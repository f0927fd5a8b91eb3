pub mod card_selector;
pub mod engine;
pub mod normalizer;

pub use card_selector::{due_order, select_next, DueCandidate};
pub use engine::{compute_next_state, compute_next_state_for_code, InvalidRatingError, MIN_EASE_FACTOR};
pub use normalizer::{normalize, ChannelResult, UnknownRatingError};
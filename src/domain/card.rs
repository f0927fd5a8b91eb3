use chrono::{DateTime, Utc};
use serde::{Deserialize, Serialize};

use crate::config;

/// Scheduling state of a single card.
///
/// `interval_days` is unsigned so a negative interval cannot be stored.
/// The ease factor floor is enforced by the engine on every branch that
/// lowers it.
#[derive(Debug, Clone, Copy, PartialEq, Serialize, Deserialize)]
#[serde(rename_all = "camelCase")]
pub struct CardSrsState {
  pub interval_days: u32,
  pub ease_factor: f64,
  pub next_review_at: DateTime<Utc>,
}

impl CardSrsState {
  /// State of a freshly authored card: due immediately.
  pub fn new(now: DateTime<Utc>) -> Self {
    Self {
      interval_days: config::DEFAULT_INTERVAL_DAYS,
      ease_factor: config::DEFAULT_EASE_FACTOR,
      next_review_at: now,
    }
  }

  pub fn is_due(&self, now: DateTime<Utc>) -> bool {
    self.next_review_at <= now
  }
}

#[derive(Debug, Clone, Serialize, Deserialize)]
#[serde(rename_all = "camelCase")]
pub struct Card {
  pub id: i64,
  pub deck_id: i64,
  pub front_text: String,
  pub back_text: String,
  #[serde(flatten)]
  pub srs: CardSrsState,
  pub created_at: DateTime<Utc>,
  pub updated_at: DateTime<Utc>,
}

impl Card {
  pub fn new(deck_id: i64, front_text: String, back_text: String, now: DateTime<Utc>) -> Self {
    Self {
      id: 0,
      deck_id,
      front_text,
      back_text,
      srs: CardSrsState::new(now),
      created_at: now,
      updated_at: now,
    }
  }
}

/// A named collection of cards.
///
/// Decks with `chat_review_enabled` and a `chat_user_id` have their due
/// cards queued for review over the chat channel.
#[derive(Debug, Clone, Serialize, Deserialize)]
#[serde(rename_all = "camelCase")]
pub struct Deck {
  pub id: i64,
  pub name: String,
  pub description: Option<String>,
  pub chat_user_id: Option<String>,
  pub chat_review_enabled: bool,
  pub created_at: DateTime<Utc>,
}
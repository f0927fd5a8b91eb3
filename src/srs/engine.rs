//! Interval and ease factor recalculation after a review.
//!
//! A simplified SM-2 variant with fixed multipliers per rating. The same
//! function serves every review channel so web and chat reviews can never
//! drift apart.

use chrono::{DateTime, Duration, TimeZone, Utc};

use crate::domain::{CardSrsState, ReviewOutcome};

pub const MIN_EASE_FACTOR: f64 = 1.3;

const AGAIN_EASE_PENALTY: f64 = 0.2;
const HARD_EASE_PENALTY: f64 = 0.15;
const EASY_EASE_BONUS: f64 = 0.15;
const HARD_INTERVAL_MULTIPLIER: f64 = 1.0;
const EASY_INTERVAL_BONUS: f64 = 1.3;

/// Raised when a rating code outside the four canonical outcomes reaches the scheduler.
#[derive(Debug, Clone, Copy, PartialEq, Eq, thiserror::Error)]
#[error("invalid rating code {0}: expected 1 (Again), 2 (Hard), 3 (Good) or 4 (Easy)")]
pub struct InvalidRatingError(pub u8);

/// Compute the next scheduling state for a card.
///
/// `Again` resets the interval to 0 (review again in the same session);
/// every other rating schedules at least one day out. Pure: the result
/// depends only on the arguments.
pub fn compute_next_state(
  current_interval: u32,
  current_ease_factor: f64,
  rating: ReviewOutcome,
  now: DateTime<Utc>,
) -> CardSrsState {
  let interval = current_interval as f64;

  let (new_interval, new_ease_factor) = match rating {
    ReviewOutcome::Again => (0, (current_ease_factor - AGAIN_EASE_PENALTY).max(MIN_EASE_FACTOR)),
    ReviewOutcome::Hard => (
      grown_interval(interval * HARD_INTERVAL_MULTIPLIER),
      (current_ease_factor - HARD_EASE_PENALTY).max(MIN_EASE_FACTOR),
    ),
    ReviewOutcome::Good => (grown_interval(interval * current_ease_factor), current_ease_factor),
    ReviewOutcome::Easy => (
      grown_interval(interval * current_ease_factor * EASY_INTERVAL_BONUS),
      current_ease_factor + EASY_EASE_BONUS,
    ),
  };

  let latest = latest_review_at();
  let next_review_at = now
    .checked_add_signed(Duration::days(i64::from(new_interval)))
    .map_or(latest, |at| at.min(latest));

  CardSrsState {
    interval_days: new_interval,
    ease_factor: new_ease_factor,
    next_review_at,
  }
}

/// Same as [`compute_next_state`] for a raw rating code read from storage or the wire.
pub fn compute_next_state_for_code(
  current_interval: u32,
  current_ease_factor: f64,
  rating_code: u8,
  now: DateTime<Utc>,
) -> Result<CardSrsState, InvalidRatingError> {
  let rating = ReviewOutcome::try_from(rating_code)?;
  Ok(compute_next_state(current_interval, current_ease_factor, rating, now))
}

/// Latest due date that still has a four-digit year, which RFC 3339 storage requires.
fn latest_review_at() -> DateTime<Utc> {
  Utc
    .with_ymd_and_hms(9999, 12, 31, 23, 59, 59)
    .single()
    .unwrap_or(DateTime::<Utc>::MAX_UTC)
}

/// Round half away from zero, then clamp to at least one day.
fn grown_interval(product: f64) -> u32 {
  // `as` saturates, so huge products land on u32::MAX instead of wrapping
  (product.round() as u32).max(1)
}
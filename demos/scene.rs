use shapestream::*;
use std::env::args;

fn loc(x: f32, y: f32) -> Location {
	Location::new(x, y)
}

fn main() {
	// sampling step in milliseconds, from the command line
	let step = args().nth(1).and_then(|s| s.parse().ok()).unwrap_or(250u64);

	let mut scene = Scene::default();

	let rover = Animatable::new(1, Shape::circle(0.5))
		.filled(true)
		.with_color(Color::new(0, 128, 255))
		.with_path(vec![
			PathSegment::new(loc(0.0, 0.0), 0, 0.0).ending_at(loc(4.0, 0.0), 1000, 0.0),
			PathSegment::new(loc(4.0, 0.0), 1000, 0.0).ending_at(loc(4.0, 3.0), 2000, 1.57),
		]);

	let mut depot = Animatable::new(2, Shape::rectangle(2.0, 2.0))
		.with_color(Color::new(200, 60, 20));
	depot.push_segment(PathSegment::new(loc(4.0, 3.0), 0, 0.0));

	let messages = vec![
		Message::begin(0),
		Message::show(rover),
		Message::show(depot),
		Message::update(1, vec![
			PathSegment::new(loc(0.0, 0.0), 0, 0.0).ending_at(loc(4.0, 3.0), 2000, 0.64),
		]),
	];

	if let Err((i, e)) = scene.apply_all(messages) {
		println!("message {} rejected: {}", i, e);
		return;
	}

	scene.log_scene();

	let mut t = 0;
	while t <= 2000 {
		for placement in scene.snapshot(t) {
			let center = placement.shape.center();
			println!(
				"t={:>5} id={} at ({:.2}, {:.2}) facing {:.2}",
				t, placement.id, center.x, center.y, placement.orientation
			);
		}
		for (a, b) in scene.overlapping(t) {
			println!("t={:>5} {} overlaps {}", t, a, b);
		}
		t += step.max(1);
	}

	println!("{:?}", scene.apply(Message::hide(1)));
	println!("{:?}", scene.apply(Message::hide(1)));
}
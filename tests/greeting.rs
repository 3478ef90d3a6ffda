use std::process::Command;

#[test]
fn prints_greeting() {
    let output = Command::new(env!("CARGO_BIN_EXE_shapestream"))
        .output()
        .unwrap();

    assert!(output.status.success());
    assert_eq!(String::from_utf8(output.stdout).unwrap(), "Hello, world!\n");
    assert!(output.stderr.is_empty());
}
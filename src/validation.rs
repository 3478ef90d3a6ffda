//! Checks the data model does not enforce by itself.
//!
//! Nothing here runs implicitly: a [`crate::Scene`] calls these when its
//! configuration asks for it, other callers may use them directly.

use crate::model::Animatable;
use crate::model::Coord;
use crate::model::Location;
use crate::model::PathSegment;
use crate::model::Shape;

use core::fmt;

use vek::num_traits::real::Real;

use ValidationError::*;

#[derive(Debug, Copy, Clone, PartialEq)]
pub enum ValidationError {
    /// negative (or, if disallowed, zero) shape dimension
    InvalidDimension,
    NonFinite,
    EndBeforeBegin,
    /// segment at this index begins before its predecessor
    OutOfOrder(usize),
    /// segment at this index does not begin where its predecessor ends
    Discontinuous(usize),
}

impl fmt::Display for ValidationError {
    fn fmt(&self, f: &mut fmt::Formatter<'_>) -> fmt::Result {
        match self {
            InvalidDimension => write!(f, "invalid shape dimension"),
            NonFinite => write!(f, "non-finite coordinate or orientation"),
            EndBeforeBegin => write!(f, "segment ends before it begins"),
            OutOfOrder(i) => write!(f, "path segment {} begins before its predecessor", i),
            Discontinuous(i) => write!(f, "path segment {} does not continue its predecessor", i),
        }
    }
}

pub type ValidationResult<T> = Result<T, ValidationError>;

#[derive(Debug, Copy, Clone, PartialEq)]
pub struct ValidationConfig {
    /// accept zero radius / width / height
    pub allow_degenerate_shapes: bool,
    pub require_contiguous_paths: bool,
    /// maximum distance per axis between two locations considered equal
    pub tolerance: Coord,
}

impl Default for ValidationConfig {
    fn default() -> Self {
        Self {
            allow_degenerate_shapes: true,
            require_contiguous_paths: false,
            tolerance: 1e-3,
        }
    }
}

fn check_dimension(value: Coord, config: &ValidationConfig) -> ValidationResult<()> {
    if !value.is_finite() {
        Err(NonFinite)
    } else if value < 0.0 || (value == 0.0 && !config.allow_degenerate_shapes) {
        Err(InvalidDimension)
    } else {
        Ok(())
    }
}

fn check_location(location: Location) -> ValidationResult<()> {
    match location.x.is_finite() && location.y.is_finite() {
        true => Ok(()),
        false => Err(NonFinite),
    }
}

fn close_to(a: Location, b: Location, tolerance: Coord) -> bool {
    Real::abs(a.x - b.x) <= tolerance && Real::abs(a.y - b.y) <= tolerance
}

impl Shape {
    pub fn validate(&self, config: &ValidationConfig) -> ValidationResult<()> {
        match *self {
            Shape::Circle(radius) => check_dimension(radius, config),
            Shape::Rectangle(width, height) => {
                check_dimension(width, config)?;
                check_dimension(height, config)
            }
        }
    }
}

impl PathSegment {
    pub fn validate(&self) -> ValidationResult<()> {
        check_location(self.begin_location)?;
        if let Some(end) = self.end_location {
            check_location(end)?;
        }

        if !self.begin_orientation.is_finite() {
            return Err(NonFinite);
        }
        if let Some(end) = self.end_orientation {
            if !end.is_finite() {
                return Err(NonFinite);
            }
        }

        match self.end_time {
            Some(end) if end < self.begin_time => Err(EndBeforeBegin),
            _ => Ok(()),
        }
    }

    /// Location this segment rests at once it is over.
    pub fn final_location(&self) -> Location {
        self.end_location.unwrap_or(self.begin_location)
    }
}

pub fn validate_path(path: &[PathSegment], config: &ValidationConfig) -> ValidationResult<()> {
    for segment in path {
        segment.validate()?;
    }

    for (i, pair) in path.windows(2).enumerate() {
        let (previous, next) = (&pair[0], &pair[1]);
        let index = i + 1;

        if next.begin_time < previous.begin_time {
            return Err(OutOfOrder(index));
        }

        if config.require_contiguous_paths {
            let location_ok = close_to(previous.final_location(), next.begin_location, config.tolerance);
            let time_ok = previous.end_time.map_or(true, |end| end == next.begin_time);
            if !(location_ok && time_ok) {
                return Err(Discontinuous(index));
            }
        }
    }

    Ok(())
}

impl Animatable {
    pub fn validate(&self, config: &ValidationConfig) -> ValidationResult<()> {
        self.shape.validate(config)?;
        validate_path(&self.path, config)
    }
}
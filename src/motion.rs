use crate::model::Animatable;
use crate::model::Coord;
use crate::model::Location;
use crate::model::Orientation;
use crate::model::PathSegment;
use crate::model::TimeStamp;

#[derive(Debug, Copy, Clone, PartialEq)]
pub struct OrientedPoint {
    pub location: Location,
    pub orientation: Orientation,
}

fn lerp(begin: Coord, end: Coord, progress: Coord) -> Coord {
    begin + (end - begin) * progress
}

impl PathSegment {
    pub fn duration(&self) -> Option<TimeStamp> {
        self.end_time.map(|end| end.saturating_sub(self.begin_time))
    }

    pub fn is_instantaneous(&self) -> bool {
        self.duration().map_or(true, |d| d == 0)
    }

    /// 0.0 = begin values, 1.0 = end values
    fn progress(&self, time: TimeStamp) -> Coord {
        let begin = self.begin_time;
        match self.end_time {
            Some(end) if end > begin => {
                if time <= begin {
                    0.0
                } else if time >= end {
                    1.0
                } else {
                    ((time - begin) as f64 / (end - begin) as f64) as Coord
                }
            }
            // instantaneous: switch at the later of the two timestamps
            Some(end) => match time >= end.max(begin) {
                true => 1.0,
                false => 0.0,
            },
            None => match time >= begin {
                true => 1.0,
                false => 0.0,
            },
        }
    }

    pub fn place_at(&self, time: TimeStamp) -> OrientedPoint {
        let progress = self.progress(time);

        let location = match (self.end_location, progress) {
            (None, _) => self.begin_location,
            (Some(_), p) if p <= 0.0 => self.begin_location,
            (Some(end), p) if p >= 1.0 => end,
            (Some(end), p) => Location::new(
                lerp(self.begin_location.x, end.x, p),
                lerp(self.begin_location.y, end.y, p),
            ),
        };

        let orientation = match (self.end_orientation, progress) {
            (None, _) => self.begin_orientation,
            (Some(_), p) if p <= 0.0 => self.begin_orientation,
            (Some(end), p) if p >= 1.0 => end,
            (Some(end), p) => lerp(self.begin_orientation, end, p),
        };

        OrientedPoint {
            location,
            orientation,
        }
    }
}

/// Where a path puts its animatable at `time`.
///
/// Segments must be sorted by `begin_time`. The last segment beginning at
/// or before `time` is evaluated; before the first segment the path rests
/// at that segment's beginning.
pub fn place_for(path: &[PathSegment], time: TimeStamp) -> Option<OrientedPoint> {
    let first = path.first()?;

    Some(match path.partition_point(|segment| segment.begin_time <= time) {
        0 => OrientedPoint {
            location: first.begin_location,
            orientation: first.begin_orientation,
        },
        i => path[i - 1].place_at(time),
    })
}

impl Animatable {
    pub fn place_at(&self, time: TimeStamp) -> Option<OrientedPoint> {
        place_for(&self.path, time)
    }
}
fn main() {
    println!("Hello, world!");
}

___

* Aim of the task
Count the lines of the material holding "show". Report the number alone.

* Reply
2